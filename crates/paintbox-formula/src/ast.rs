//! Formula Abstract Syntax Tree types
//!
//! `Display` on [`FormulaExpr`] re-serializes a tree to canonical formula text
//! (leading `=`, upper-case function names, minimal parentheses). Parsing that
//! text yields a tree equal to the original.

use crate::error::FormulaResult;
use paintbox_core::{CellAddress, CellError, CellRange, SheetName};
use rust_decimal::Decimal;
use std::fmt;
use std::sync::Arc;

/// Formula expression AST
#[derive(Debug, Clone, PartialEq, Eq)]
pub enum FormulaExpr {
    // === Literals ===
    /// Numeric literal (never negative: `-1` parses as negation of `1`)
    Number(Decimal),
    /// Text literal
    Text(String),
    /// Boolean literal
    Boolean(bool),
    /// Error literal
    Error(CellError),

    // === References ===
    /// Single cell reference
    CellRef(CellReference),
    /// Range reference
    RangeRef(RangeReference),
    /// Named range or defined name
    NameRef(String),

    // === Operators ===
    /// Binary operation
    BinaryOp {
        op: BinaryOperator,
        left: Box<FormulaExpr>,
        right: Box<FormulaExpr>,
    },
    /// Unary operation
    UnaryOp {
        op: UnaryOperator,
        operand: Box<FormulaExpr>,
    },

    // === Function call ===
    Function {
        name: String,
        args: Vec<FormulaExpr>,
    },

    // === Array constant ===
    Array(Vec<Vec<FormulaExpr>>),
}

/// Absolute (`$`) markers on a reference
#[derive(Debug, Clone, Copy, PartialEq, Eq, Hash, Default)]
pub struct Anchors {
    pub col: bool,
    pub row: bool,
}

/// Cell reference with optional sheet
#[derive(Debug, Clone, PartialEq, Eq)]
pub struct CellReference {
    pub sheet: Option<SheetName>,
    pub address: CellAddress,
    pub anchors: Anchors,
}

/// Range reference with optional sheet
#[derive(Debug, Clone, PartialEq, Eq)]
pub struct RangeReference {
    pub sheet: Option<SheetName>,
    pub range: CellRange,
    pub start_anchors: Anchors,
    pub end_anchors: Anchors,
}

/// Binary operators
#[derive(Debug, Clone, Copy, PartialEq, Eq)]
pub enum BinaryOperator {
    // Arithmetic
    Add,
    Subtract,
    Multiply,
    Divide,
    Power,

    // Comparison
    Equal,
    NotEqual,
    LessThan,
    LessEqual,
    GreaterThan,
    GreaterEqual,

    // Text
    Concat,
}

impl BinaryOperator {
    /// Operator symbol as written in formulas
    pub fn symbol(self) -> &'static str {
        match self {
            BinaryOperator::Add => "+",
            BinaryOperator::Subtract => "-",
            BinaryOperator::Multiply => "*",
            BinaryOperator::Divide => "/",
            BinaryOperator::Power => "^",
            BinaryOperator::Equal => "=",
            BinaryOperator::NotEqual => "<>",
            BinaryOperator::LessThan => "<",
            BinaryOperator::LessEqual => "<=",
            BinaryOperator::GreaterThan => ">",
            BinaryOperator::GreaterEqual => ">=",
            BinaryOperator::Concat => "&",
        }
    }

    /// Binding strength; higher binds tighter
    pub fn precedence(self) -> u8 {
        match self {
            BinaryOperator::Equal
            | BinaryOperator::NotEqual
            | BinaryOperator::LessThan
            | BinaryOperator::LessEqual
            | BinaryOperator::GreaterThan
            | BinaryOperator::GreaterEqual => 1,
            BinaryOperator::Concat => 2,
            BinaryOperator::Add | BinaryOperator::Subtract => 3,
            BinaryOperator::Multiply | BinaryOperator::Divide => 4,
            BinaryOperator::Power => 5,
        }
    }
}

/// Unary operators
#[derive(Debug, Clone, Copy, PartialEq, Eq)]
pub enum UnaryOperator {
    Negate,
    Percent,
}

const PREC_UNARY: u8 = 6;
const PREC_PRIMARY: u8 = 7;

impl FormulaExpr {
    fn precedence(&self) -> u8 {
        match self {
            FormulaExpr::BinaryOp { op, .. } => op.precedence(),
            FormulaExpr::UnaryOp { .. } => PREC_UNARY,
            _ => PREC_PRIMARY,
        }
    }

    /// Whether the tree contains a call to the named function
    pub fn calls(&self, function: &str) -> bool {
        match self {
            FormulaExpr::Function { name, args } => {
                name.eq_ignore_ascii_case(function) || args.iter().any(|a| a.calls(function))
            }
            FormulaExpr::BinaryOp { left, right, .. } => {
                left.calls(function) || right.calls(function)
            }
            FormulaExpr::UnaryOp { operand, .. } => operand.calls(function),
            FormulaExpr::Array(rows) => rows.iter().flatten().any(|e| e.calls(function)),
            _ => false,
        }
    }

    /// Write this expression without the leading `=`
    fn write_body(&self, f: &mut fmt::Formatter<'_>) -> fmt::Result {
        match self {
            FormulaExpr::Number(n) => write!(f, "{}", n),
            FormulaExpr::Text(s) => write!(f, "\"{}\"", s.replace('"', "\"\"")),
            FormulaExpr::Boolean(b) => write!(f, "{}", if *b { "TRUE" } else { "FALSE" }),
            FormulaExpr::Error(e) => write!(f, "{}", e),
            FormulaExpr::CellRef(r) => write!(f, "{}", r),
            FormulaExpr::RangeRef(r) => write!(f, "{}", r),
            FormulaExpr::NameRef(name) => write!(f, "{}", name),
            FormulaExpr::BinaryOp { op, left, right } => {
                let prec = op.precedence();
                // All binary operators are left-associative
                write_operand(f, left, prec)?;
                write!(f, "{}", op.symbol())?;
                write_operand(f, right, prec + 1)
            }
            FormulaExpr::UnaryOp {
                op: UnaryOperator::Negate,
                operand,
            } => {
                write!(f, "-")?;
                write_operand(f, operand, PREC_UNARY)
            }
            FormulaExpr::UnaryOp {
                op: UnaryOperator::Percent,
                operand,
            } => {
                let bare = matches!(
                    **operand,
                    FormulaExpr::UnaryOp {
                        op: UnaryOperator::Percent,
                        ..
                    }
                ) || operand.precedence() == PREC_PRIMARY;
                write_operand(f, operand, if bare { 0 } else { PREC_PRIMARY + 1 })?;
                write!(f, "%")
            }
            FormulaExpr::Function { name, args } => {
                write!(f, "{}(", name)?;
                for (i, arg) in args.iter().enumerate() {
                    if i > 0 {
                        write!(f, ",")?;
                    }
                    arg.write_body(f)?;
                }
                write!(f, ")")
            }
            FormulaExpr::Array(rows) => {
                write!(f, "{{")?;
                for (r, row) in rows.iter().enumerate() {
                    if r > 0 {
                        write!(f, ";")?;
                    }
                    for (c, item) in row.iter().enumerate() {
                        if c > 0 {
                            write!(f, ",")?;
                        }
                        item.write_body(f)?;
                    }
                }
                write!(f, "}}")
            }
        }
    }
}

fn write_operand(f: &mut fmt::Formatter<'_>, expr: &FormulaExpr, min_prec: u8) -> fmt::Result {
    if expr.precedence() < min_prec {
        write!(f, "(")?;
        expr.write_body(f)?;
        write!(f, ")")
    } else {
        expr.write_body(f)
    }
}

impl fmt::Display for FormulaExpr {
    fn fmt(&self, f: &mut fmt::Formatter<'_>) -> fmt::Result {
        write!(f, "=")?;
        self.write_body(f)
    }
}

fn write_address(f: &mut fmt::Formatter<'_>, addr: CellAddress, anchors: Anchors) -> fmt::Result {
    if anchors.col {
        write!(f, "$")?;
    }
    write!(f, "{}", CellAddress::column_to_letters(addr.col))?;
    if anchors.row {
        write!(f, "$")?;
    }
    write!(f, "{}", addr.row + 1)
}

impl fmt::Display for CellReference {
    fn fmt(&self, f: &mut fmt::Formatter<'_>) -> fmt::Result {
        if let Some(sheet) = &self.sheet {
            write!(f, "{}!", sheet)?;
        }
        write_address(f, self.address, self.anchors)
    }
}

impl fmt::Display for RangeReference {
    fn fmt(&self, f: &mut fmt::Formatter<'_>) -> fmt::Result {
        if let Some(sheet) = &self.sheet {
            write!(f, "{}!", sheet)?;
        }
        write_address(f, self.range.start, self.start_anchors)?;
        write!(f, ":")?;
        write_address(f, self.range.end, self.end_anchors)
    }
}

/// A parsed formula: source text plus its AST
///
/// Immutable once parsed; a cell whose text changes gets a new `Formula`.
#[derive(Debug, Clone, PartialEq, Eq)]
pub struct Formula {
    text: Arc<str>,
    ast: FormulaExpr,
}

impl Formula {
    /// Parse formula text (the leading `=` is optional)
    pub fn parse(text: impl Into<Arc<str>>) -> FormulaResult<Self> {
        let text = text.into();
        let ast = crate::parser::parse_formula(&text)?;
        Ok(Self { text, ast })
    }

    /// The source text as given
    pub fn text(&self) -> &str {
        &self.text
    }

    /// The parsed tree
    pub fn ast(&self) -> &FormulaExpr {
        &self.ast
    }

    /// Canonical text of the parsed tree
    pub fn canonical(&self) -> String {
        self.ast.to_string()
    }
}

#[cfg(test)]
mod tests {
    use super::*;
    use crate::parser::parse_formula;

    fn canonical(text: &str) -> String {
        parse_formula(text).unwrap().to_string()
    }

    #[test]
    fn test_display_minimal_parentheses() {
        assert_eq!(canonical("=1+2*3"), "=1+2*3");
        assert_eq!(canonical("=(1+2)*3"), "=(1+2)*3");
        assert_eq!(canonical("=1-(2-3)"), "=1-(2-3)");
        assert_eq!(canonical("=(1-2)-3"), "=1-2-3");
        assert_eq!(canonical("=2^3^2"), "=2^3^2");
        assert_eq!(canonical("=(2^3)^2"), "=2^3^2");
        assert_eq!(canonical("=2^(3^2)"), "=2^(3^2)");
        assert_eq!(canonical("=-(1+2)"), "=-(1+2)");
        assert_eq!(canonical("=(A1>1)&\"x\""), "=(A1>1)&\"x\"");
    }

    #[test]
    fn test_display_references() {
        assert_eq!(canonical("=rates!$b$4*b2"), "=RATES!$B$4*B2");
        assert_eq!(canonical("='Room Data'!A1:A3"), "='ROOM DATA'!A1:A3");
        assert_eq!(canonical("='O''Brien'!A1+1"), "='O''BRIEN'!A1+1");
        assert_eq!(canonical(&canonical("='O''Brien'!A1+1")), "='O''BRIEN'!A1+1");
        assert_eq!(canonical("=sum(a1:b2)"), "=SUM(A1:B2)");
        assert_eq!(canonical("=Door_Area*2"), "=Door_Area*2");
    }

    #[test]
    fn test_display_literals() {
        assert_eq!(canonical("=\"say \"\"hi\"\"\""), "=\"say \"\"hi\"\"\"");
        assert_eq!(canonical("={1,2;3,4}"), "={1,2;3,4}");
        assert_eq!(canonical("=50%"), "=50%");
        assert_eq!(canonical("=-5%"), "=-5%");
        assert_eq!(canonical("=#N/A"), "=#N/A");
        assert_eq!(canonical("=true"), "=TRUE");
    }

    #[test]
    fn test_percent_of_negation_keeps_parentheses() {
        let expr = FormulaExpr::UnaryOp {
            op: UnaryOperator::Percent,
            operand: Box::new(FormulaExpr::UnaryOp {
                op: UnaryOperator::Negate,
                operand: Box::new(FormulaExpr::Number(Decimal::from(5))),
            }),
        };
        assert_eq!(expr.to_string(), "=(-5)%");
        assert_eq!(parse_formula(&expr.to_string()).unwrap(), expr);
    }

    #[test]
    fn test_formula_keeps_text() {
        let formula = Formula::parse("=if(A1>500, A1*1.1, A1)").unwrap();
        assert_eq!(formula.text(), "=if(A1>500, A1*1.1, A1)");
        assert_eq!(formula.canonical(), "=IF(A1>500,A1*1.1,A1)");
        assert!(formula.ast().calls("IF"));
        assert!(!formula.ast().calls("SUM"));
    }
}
...
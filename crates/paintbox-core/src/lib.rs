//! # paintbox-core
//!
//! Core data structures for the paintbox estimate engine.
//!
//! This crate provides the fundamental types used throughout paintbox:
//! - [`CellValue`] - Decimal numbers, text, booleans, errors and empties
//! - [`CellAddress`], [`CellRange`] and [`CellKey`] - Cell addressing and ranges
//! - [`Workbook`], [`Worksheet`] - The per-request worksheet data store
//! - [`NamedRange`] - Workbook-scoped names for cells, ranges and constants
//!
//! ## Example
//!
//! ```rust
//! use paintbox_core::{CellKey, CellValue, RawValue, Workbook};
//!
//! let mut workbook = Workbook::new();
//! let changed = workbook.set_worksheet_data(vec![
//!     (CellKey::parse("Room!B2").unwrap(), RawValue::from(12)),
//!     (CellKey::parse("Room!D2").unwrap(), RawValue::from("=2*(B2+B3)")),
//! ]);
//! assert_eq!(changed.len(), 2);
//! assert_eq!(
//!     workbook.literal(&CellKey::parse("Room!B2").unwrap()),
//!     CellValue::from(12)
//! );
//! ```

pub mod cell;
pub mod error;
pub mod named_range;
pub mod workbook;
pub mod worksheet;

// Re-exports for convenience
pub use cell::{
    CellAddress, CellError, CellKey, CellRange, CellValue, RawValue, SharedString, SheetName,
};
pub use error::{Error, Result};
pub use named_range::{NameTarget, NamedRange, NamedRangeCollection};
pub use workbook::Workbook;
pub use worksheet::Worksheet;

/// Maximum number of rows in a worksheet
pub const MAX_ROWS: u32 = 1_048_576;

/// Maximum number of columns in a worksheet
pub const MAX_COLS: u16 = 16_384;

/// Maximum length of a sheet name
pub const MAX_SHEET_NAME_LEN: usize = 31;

_Required work_
A bare number is the whole answer: how many lines in the entries contain "Divide"?

_The completed task_
3